* Required work
Transcribe, word for word and without additions, each line below from the one containing "Derives frame timing" through the one containing "the tenths digit.", both ends included.

* Saved data entries
++++++++
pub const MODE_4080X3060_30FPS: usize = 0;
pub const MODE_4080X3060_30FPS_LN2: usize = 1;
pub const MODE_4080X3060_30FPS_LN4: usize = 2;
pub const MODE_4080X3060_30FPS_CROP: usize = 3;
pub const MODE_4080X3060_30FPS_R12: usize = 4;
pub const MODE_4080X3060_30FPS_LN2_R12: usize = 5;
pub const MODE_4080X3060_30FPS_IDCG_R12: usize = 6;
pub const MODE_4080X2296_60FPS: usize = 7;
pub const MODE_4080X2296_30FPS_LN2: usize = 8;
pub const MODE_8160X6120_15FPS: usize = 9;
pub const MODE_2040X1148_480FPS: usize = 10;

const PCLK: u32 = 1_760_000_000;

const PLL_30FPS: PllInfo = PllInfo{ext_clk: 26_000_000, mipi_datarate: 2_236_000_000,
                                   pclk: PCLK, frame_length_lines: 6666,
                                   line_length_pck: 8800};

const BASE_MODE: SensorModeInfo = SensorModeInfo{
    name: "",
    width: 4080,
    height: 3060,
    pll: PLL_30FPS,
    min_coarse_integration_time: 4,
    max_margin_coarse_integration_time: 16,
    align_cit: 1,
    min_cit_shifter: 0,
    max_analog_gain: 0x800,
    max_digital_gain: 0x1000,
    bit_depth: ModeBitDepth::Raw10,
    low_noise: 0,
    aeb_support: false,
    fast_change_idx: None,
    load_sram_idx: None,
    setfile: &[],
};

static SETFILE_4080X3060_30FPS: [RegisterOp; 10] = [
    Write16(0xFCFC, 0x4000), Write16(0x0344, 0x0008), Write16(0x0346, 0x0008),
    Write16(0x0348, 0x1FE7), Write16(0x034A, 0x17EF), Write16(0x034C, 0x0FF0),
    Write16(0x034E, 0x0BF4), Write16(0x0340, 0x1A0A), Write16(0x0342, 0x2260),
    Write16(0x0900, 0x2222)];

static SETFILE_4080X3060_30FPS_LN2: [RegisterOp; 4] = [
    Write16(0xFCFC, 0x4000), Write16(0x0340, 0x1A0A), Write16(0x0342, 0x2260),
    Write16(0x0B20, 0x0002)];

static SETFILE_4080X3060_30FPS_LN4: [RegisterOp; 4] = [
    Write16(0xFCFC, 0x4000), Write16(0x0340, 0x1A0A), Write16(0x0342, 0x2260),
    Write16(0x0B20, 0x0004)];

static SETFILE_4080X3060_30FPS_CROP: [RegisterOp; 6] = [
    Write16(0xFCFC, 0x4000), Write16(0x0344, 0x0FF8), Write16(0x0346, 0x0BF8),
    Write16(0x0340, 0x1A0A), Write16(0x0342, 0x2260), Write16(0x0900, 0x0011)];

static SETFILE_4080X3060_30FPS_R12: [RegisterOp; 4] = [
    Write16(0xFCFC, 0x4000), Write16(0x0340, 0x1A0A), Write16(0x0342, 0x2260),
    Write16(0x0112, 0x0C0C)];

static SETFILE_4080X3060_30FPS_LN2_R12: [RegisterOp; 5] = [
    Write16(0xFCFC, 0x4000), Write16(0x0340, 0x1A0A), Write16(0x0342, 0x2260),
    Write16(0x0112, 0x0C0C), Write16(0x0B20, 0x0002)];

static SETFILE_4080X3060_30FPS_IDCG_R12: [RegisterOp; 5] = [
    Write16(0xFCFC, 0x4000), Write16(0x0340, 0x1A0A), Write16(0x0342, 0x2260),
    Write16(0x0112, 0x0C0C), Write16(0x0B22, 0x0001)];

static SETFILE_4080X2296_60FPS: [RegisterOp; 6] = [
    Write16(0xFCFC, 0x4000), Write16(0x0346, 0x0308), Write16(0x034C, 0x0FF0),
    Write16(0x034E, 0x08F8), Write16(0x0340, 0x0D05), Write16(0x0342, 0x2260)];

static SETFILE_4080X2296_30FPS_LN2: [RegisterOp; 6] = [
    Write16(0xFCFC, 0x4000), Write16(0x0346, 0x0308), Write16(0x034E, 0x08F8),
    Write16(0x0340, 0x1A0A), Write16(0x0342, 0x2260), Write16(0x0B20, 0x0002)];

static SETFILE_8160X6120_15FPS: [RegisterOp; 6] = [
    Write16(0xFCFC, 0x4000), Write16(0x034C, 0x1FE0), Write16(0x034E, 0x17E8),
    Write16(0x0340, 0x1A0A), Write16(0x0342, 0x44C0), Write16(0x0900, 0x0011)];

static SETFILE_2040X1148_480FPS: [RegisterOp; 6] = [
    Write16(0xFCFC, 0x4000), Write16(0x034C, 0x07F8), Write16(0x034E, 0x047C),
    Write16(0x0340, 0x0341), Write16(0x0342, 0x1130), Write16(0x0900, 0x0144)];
++++++++
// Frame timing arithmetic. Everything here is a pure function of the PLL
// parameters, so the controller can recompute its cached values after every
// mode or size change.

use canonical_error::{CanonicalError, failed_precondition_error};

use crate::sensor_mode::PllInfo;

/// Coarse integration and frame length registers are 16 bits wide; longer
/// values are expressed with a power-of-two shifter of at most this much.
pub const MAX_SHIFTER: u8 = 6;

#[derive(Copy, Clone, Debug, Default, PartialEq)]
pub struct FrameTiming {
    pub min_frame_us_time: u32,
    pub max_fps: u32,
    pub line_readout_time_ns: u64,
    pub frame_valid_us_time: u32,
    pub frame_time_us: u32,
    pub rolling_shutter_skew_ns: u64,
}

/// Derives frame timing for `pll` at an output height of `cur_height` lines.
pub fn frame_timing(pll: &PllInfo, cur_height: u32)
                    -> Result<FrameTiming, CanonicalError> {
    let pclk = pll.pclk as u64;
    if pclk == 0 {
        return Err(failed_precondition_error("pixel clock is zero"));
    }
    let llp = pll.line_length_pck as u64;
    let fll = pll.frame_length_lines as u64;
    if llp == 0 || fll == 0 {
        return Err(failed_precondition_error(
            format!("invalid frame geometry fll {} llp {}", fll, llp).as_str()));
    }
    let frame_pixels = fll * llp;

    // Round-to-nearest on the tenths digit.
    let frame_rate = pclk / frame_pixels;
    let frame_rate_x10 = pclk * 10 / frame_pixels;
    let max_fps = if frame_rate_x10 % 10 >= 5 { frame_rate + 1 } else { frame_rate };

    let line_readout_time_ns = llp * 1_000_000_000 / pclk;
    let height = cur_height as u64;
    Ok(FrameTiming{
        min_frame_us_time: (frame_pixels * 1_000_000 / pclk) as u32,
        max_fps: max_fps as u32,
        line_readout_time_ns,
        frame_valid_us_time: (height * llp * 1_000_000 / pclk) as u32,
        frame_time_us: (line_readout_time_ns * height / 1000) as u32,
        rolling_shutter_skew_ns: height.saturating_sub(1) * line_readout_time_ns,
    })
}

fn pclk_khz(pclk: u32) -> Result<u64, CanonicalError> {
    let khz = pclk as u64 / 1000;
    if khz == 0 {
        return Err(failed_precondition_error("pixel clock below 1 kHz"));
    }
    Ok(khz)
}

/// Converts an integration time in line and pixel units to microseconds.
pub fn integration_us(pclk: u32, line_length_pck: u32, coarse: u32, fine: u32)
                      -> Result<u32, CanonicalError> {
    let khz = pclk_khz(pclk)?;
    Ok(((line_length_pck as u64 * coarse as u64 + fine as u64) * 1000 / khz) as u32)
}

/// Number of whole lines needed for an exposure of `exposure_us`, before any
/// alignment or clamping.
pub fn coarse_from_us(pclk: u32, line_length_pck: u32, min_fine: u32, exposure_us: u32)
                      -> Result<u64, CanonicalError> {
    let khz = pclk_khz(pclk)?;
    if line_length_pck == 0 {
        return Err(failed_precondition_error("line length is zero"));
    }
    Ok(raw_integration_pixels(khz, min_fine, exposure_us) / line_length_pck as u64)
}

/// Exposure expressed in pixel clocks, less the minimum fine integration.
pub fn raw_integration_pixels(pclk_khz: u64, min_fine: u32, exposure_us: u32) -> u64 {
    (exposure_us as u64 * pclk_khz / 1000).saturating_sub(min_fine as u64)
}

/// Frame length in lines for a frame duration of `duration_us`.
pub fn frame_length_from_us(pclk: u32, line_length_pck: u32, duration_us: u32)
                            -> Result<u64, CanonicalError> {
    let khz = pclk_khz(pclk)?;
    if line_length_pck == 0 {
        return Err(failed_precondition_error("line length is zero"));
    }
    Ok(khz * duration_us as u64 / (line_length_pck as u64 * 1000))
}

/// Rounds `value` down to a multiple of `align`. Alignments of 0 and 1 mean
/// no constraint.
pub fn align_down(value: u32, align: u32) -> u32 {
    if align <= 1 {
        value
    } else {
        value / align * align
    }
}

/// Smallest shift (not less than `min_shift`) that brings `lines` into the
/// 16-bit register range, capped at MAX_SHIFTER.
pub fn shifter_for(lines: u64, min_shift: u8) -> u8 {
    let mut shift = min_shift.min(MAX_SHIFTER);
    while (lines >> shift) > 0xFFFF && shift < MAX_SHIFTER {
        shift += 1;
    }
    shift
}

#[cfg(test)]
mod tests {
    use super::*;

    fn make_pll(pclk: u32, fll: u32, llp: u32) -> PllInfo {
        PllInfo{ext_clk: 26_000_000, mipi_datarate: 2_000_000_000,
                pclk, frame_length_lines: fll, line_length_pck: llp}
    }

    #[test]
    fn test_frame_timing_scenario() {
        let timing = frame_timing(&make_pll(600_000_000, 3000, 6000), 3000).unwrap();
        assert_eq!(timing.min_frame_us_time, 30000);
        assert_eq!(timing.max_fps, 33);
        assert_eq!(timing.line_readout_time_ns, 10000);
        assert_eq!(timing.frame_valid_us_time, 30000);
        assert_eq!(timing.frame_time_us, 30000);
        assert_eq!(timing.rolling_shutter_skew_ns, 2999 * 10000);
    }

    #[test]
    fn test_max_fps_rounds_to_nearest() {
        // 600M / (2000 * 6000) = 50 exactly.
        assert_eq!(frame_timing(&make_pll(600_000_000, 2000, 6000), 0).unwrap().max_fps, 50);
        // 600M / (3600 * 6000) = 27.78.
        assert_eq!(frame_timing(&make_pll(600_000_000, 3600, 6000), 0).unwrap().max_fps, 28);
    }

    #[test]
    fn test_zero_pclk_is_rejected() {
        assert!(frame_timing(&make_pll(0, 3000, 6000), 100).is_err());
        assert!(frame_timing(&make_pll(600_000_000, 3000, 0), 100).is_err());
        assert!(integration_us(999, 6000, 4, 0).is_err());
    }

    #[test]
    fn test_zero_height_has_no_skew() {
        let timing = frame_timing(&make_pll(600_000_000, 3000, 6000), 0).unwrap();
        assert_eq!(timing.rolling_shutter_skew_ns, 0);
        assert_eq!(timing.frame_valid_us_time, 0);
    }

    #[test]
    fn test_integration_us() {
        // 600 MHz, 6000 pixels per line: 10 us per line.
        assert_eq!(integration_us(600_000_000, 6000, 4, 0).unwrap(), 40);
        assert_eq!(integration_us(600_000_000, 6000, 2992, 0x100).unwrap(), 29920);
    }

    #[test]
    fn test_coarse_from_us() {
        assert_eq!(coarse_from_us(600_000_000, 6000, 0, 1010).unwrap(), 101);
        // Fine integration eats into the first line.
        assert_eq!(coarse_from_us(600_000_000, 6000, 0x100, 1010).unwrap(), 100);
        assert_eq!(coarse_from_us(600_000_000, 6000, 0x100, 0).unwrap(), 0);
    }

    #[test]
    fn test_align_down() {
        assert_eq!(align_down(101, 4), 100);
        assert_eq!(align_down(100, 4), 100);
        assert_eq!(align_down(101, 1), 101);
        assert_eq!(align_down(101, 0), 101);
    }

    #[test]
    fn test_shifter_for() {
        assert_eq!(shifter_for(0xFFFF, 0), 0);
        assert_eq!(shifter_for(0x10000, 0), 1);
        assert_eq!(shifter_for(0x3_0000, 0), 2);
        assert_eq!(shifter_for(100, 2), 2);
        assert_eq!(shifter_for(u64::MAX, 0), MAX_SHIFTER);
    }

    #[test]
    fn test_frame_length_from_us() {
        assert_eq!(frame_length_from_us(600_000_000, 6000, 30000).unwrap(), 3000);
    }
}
++++++++
* Completed task
/// Derives frame timing for `pll` at an output height of `cur_height` lines.
pub fn frame_timing(pll: &PllInfo, cur_height: u32)
                    -> Result<FrameTiming, CanonicalError> {
    let pclk = pll.pclk as u64;
    if pclk == 0 {
        return Err(failed_precondition_error("pixel clock is zero"));
    }
    let llp = pll.line_length_pck as u64;
    let fll = pll.frame_length_lines as u64;
    if llp == 0 || fll == 0 {
        return Err(failed_precondition_error(
            format!("invalid frame geometry fll {} llp {}", fll, llp).as_str()));
    }
    let frame_pixels = fll * llp;

    // Round-to-nearest on the tenths digit.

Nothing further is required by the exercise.